Where they get their maps and who tells them not to blow up this oil pipe and blow up these? Why would they care? Why they direct their Holy War on targets which happen to be the ones USA, Turkey, Israel etc. would deal with too?
Like the John McCain phographs show, american personel have good friendly relationships with ISIS. They were US allies just days ago, few weeks ago, Remember “The Syrian rebels”? And if we are talking about the US fighting now against them: as always it is the peshmerga, the kurds who do the actual fighting.
The well repeated and showed US boming of ISIS target was in reality one single field gun position. Hardly a massive air stricke planned to wipe out everybody. See, that would have been a piece of cake for US air power. They could have destroyed all ISIS forces around that mountain if they would have wanted. One strike with B-52 wing would have killed them all. USA did not do that. Why?
You said: “Not everything can be traced back to some global conspiracy with the US at its head.”
You are right. But here is the thing: there is no conspiracy. All of this pretty common knowledge in Asia, in arab countries, in China, in Russia, in India and where the media is not controlled by the US+the wests interests.

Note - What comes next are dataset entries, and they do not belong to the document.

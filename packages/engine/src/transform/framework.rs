//! Framework API migrations: Next.js navigation imports, `<Link>` children and
//! the React 18 root API.

use oxc_ast::ast::{CallExpression, Expression, ImportDeclarationSpecifier, JSXChild, JSXElement, Statement};
use oxc_span::{GetSpan, Span};

use crate::api::ChangeKind;

use super::directive::{has_directive, CLIENT_DIRECTIVE};
use super::syntax::{attribute_name, callee_name, element_name, has_attribute, quote_of, slice};
use super::walk::{walk_program, Node, NodeVisitor};
use super::{Rewriter, TreeVisitor, VisitContext};

/// `next/router` -> `next/navigation` in `app/` client components.
pub struct NavigationImports;

impl TreeVisitor for NavigationImports {
    fn name(&self) -> &'static str {
        "navigation-imports"
    }

    fn visit(&self, cx: &VisitContext<'_, '_>, rw: &mut Rewriter<'_>) {
        if !cx.file.in_app_dir() || !has_directive(cx.program, CLIENT_DIRECTIVE) {
            return;
        }
        for stmt in &cx.program.body {
            let Statement::ImportDeclaration(decl) = stmt else {
                continue;
            };
            if decl.source.value.as_str() != "next/router" {
                continue;
            }
            let quote = quote_of(slice(cx.text, decl.source.span));
            rw.replace(decl.source.span, format!("{quote}next/navigation{quote}"));
            rw.change(
                ChangeKind::ApiMigrated,
                "moved next/router import to next/navigation",
                decl.source.span.start,
            );
        }
    }
}

#[derive(Default)]
struct Collect<'n, 'a> {
    links: Vec<&'n JSXElement<'a>>,
    renders: Vec<&'n CallExpression<'a>>,
}

impl<'n, 'a> NodeVisitor<'n, 'a> for Collect<'n, 'a> {
    fn enter(&mut self, node: Node<'n, 'a>, _ancestors: &[Node<'n, 'a>]) {
        match node {
            Node::JSXElement(el) if element_name(&el.opening_element.name) == Some("Link") => {
                self.links.push(el);
            }
            Node::Expression(Expression::CallExpression(c))
                if callee_name(c).as_deref() == Some("ReactDOM.render") =>
            {
                self.renders.push(c);
            }
            _ => {}
        }
    }
}

/// The lone `<a>` child of a `<Link>`, ignoring whitespace.
fn anchor_child<'n, 'a>(link: &'n JSXElement<'a>) -> Option<&'n JSXElement<'a>> {
    let mut anchor = None;
    for child in &link.children {
        match child {
            JSXChild::Text(t) if t.value.trim().is_empty() => {}
            JSXChild::Element(el) if anchor.is_none() => anchor = Some(&**el),
            _ => return None,
        }
    }
    anchor.filter(|a| element_name(&a.opening_element.name) == Some("a"))
}

/// `<Link href="/x"><a className="c">x</a></Link>` -> `<Link href="/x" className="c">x</Link>`.
pub struct LinkChildren;

impl TreeVisitor for LinkChildren {
    fn name(&self) -> &'static str {
        "link-children"
    }

    fn visit(&self, cx: &VisitContext<'_, '_>, rw: &mut Rewriter<'_>) {
        let mut found = Collect::default();
        walk_program(cx.program, &mut found);

        for link in found.links {
            let opening = &link.opening_element;
            if has_attribute(opening, "legacyBehavior") {
                continue;
            }
            let Some(anchor) = anchor_child(link) else {
                continue;
            };
            let Some(closing) = &anchor.closing_element else {
                continue;
            };

            let moved: Vec<&str> = anchor
                .opening_element
                .attributes
                .iter()
                .filter(|item| attribute_name(item).map_or(true, |name| !has_attribute(opening, name)))
                .map(|item| slice(cx.text, item.span()))
                .collect();
            if !moved.is_empty() {
                let at = opening
                    .attributes
                    .last()
                    .map_or_else(|| opening.name.span().end, |a| a.span().end);
                rw.insert(at, format!(" {}", moved.join(" ")));
            }
            rw.remove(anchor.opening_element.span);
            rw.remove(closing.span);
            rw.change(
                ChangeKind::ApiMigrated,
                "moved <a> attributes onto <Link> and dropped the anchor",
                anchor.span.start,
            );
        }
    }
}

/// `ReactDOM.render(el, root)` -> `ReactDOM.createRoot(root).render(el)`.
pub struct CreateRoot;

impl TreeVisitor for CreateRoot {
    fn name(&self) -> &'static str {
        "create-root"
    }

    fn visit(&self, cx: &VisitContext<'_, '_>, rw: &mut Rewriter<'_>) {
        let mut found = Collect::default();
        walk_program(cx.program, &mut found);
        if found.renders.is_empty() {
            return;
        }

        let mut migrated = false;
        for call in found.renders {
            let Expression::StaticMemberExpression(member) = &call.callee else {
                continue;
            };
            let [element, container] = &call.arguments[..] else {
                continue;
            };
            let container_text = slice(cx.text, container.span());
            rw.replace(member.property.span, format!("createRoot({}).render", container_text));
            rw.remove(Span::new(element.span().end, container.span().end));
            rw.change(
                ChangeKind::ApiMigrated,
                "replaced ReactDOM.render with createRoot().render",
                call.span.start,
            );
            migrated = true;
        }
        if !migrated {
            return;
        }

        for stmt in &cx.program.body {
            let Statement::ImportDeclaration(decl) = stmt else {
                continue;
            };
            let binds_react_dom = decl.specifiers.iter().flatten().any(|s| {
                matches!(
                    s,
                    ImportDeclarationSpecifier::ImportDefaultSpecifier(d)
                        if d.local.name.as_str() == "ReactDOM"
                ) || matches!(
                    s,
                    ImportDeclarationSpecifier::ImportNamespaceSpecifier(n)
                        if n.local.name.as_str() == "ReactDOM"
                )
            });
            if decl.source.value.as_str() == "react-dom" && binds_react_dom {
                let quote = quote_of(slice(cx.text, decl.source.span));
                rw.replace(decl.source.span, format!("{quote}react-dom/client{quote}"));
                rw.change(
                    ChangeKind::ApiMigrated,
                    "imported ReactDOM from react-dom/client",
                    decl.source.span.start,
                );
            }
        }
    }
}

The birth of ISIS, the composition of it, the funding of it are all out in the open. And you forget that something like ISIS works because of the manipulation: all you have to do is give the guns and point direction. All you need is the few leaders working for you and it is done deal. And in the case of ISIS, the caliph of the whole show worked for Mossad/Shin Beth in 1990’s. Net nerds even found his ID tags and picture of his ID card issued by Israel. So…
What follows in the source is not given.